Existing top-performance autonomous driving systems typically rely on the multi-modal fusion strategy for reliable scene understanding. This design is however fundamentally restricted due to overlooking the modality-specific strengths and finally hampering the model performance. To address this limitation, in this work, we introduce a novel modality interaction strategy that allows individual per-modality representations to be learned and maintained throughout, enabling their unique characteristics to be exploited during the whole perception pipeline. To demonstrate the effectiveness of the proposed strategy, we design DeepInteraction++, a multi-modal interaction framework characterized by a multi-modal representational interaction encoder and a multi-modal predictive interaction decoder. Specifically, the encoder is implemented as a dual-stream Transformer with specialized attention operation for information exchange and integration between separate modality-specific representations. Our multi-modal representational learning incorporates both object-centric, precise sampling-based feature alignment and global dense information spreading, essential for the more challenging planning task. The decoder is designed to iteratively refine the predictions by alternately aggregating information from separate representations in a unified modality-agnostic manner, realizing multi-modal predictive interaction. Extensive experiments demonstrate the superior performance of the proposed framework on both 3D object detection and end-to-end autonomous driving tasks.

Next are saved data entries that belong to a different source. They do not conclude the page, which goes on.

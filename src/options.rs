//! Runtime options read from the environment.

use crate::error::ConfigError;
use std::path::PathBuf;

#[derive(Clone, Debug, PartialEq)]
pub struct AdminOptions {
    pub database_url: String,
    pub settings_path: PathBuf,
    /// Schema for models that do not name one.
    pub schema: String,
    pub per_page: u32,
    pub import_batch_size: usize,
    /// Body limit of the CSV import route.
    pub import_max_bytes: usize,
}

impl Default for AdminOptions {
    fn default() -> Self {
        AdminOptions {
            database_url: "postgres://localhost/admin".into(),
            settings_path: PathBuf::from("admin-settings.json"),
            schema: "public".into(),
            per_page: 20,
            import_batch_size: crate::transfer::DEFAULT_BATCH_SIZE,
            import_max_bytes: 10 * 1024 * 1024,
        }
    }
}

impl AdminOptions {
    /// `DATABASE_URL`, `ADMIN_SETTINGS_PATH`, `ADMIN_SCHEMA`, `ADMIN_PER_PAGE`,
    /// `ADMIN_IMPORT_BATCH_SIZE`, `ADMIN_IMPORT_MAX_BYTES`; unset variables keep the defaults.
    pub fn from_env() -> Result<Self, ConfigError> {
        Self::from_lookup(|key| std::env::var(key).ok())
    }

    pub fn from_lookup(lookup: impl Fn(&str) -> Option<String>) -> Result<Self, ConfigError> {
        let mut opts = AdminOptions::default();
        if let Some(v) = lookup("DATABASE_URL") {
            opts.database_url = v;
        }
        if let Some(v) = lookup("ADMIN_SETTINGS_PATH") {
            opts.settings_path = PathBuf::from(v);
        }
        if let Some(v) = lookup("ADMIN_SCHEMA") {
            opts.schema = v;
        }
        if let Some(v) = lookup("ADMIN_PER_PAGE") {
            opts.per_page = positive("ADMIN_PER_PAGE", &v)?;
        }
        if let Some(v) = lookup("ADMIN_IMPORT_BATCH_SIZE") {
            opts.import_batch_size = positive("ADMIN_IMPORT_BATCH_SIZE", &v)?;
        }
        if let Some(v) = lookup("ADMIN_IMPORT_MAX_BYTES") {
            opts.import_max_bytes = positive("ADMIN_IMPORT_MAX_BYTES", &v)?;
        }
        Ok(opts)
    }
}

fn positive<T>(key: &str, raw: &str) -> Result<T, ConfigError>
where
    T: std::str::FromStr + PartialOrd + Default,
{
    match raw.trim().parse::<T>() {
        Ok(n) if n > T::default() => Ok(n),
        _ => Err(ConfigError::Validation(format!("{} must be a positive integer, got '{}'", key, raw))),
    }
}

#[cfg(test)]
mod tests {
    use super::*;
    use std::collections::HashMap;

    fn lookup(pairs: &[(&str, &str)]) -> impl Fn(&str) -> Option<String> {
        let map: HashMap<String, String> = pairs.iter().map(|(k, v)| (k.to_string(), v.to_string())).collect();
        move |key| map.get(key).cloned()
    }

    #[test]
    fn defaults() {
        let opts = AdminOptions::from_lookup(lookup(&[])).unwrap();
        assert_eq!(opts, AdminOptions::default());
        assert_eq!(opts.per_page, 20);
        assert_eq!(opts.import_batch_size, 50);
    }

    #[test]
    fn overrides_and_errors() {
        let opts = AdminOptions::from_lookup(lookup(&[("ADMIN_SCHEMA", "app"), ("ADMIN_PER_PAGE", "50")])).unwrap();
        assert_eq!(opts.schema, "app");
        assert_eq!(opts.per_page, 50);
        assert!(matches!(
            AdminOptions::from_lookup(lookup(&[("ADMIN_IMPORT_BATCH_SIZE", "0")])),
            Err(ConfigError::Validation(_))
        ));
        assert!(AdminOptions::from_lookup(lookup(&[("ADMIN_PER_PAGE", "lots")])).is_err());
    }
}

DeepInteraction++:自动驾驶的多模态交互
现有的高性能自动驾驶系统通常依赖于多模式融合策略来实现可靠的场景理解。然而,这种设计从根本上受到限制,因为它忽略了特定于模态的优势,最终阻碍了模型的性能。为了解决这一限制,在这项工作中,我们引入了一种新的模态交互策略,该策略允许在整个感知管道中学习和维护单个的单模态表示,从而使其独特的特征能够被利用。为了证明所提出策略的有效性,我们设计了一个多模态交互框架DeepInteraction++,该框架以多模态表征交互编码器和多模态预测交互解码器为特征。具体来说,编码器是作为双流转换器实现的,具有专门的关注操作,用于在独立的特定于模态的表示之间进行信息交换和集成。我们的多模态表征学习结合了以对象为中心、精确采样为基础的特征对齐和全局密集信息传播,这对于更具挑战性的规划任务至关重要。该解码器旨在通过以统一的模态不可知的方式交替聚合来自不同表示的信息来迭代地改进预测,实现多模态预测交互。大量的实验证明了该框架在3D目标检测和端到端自动驾驶任务上的优越性能。
本文章由计算机程序翻译,如有差异,请以英文原文为准。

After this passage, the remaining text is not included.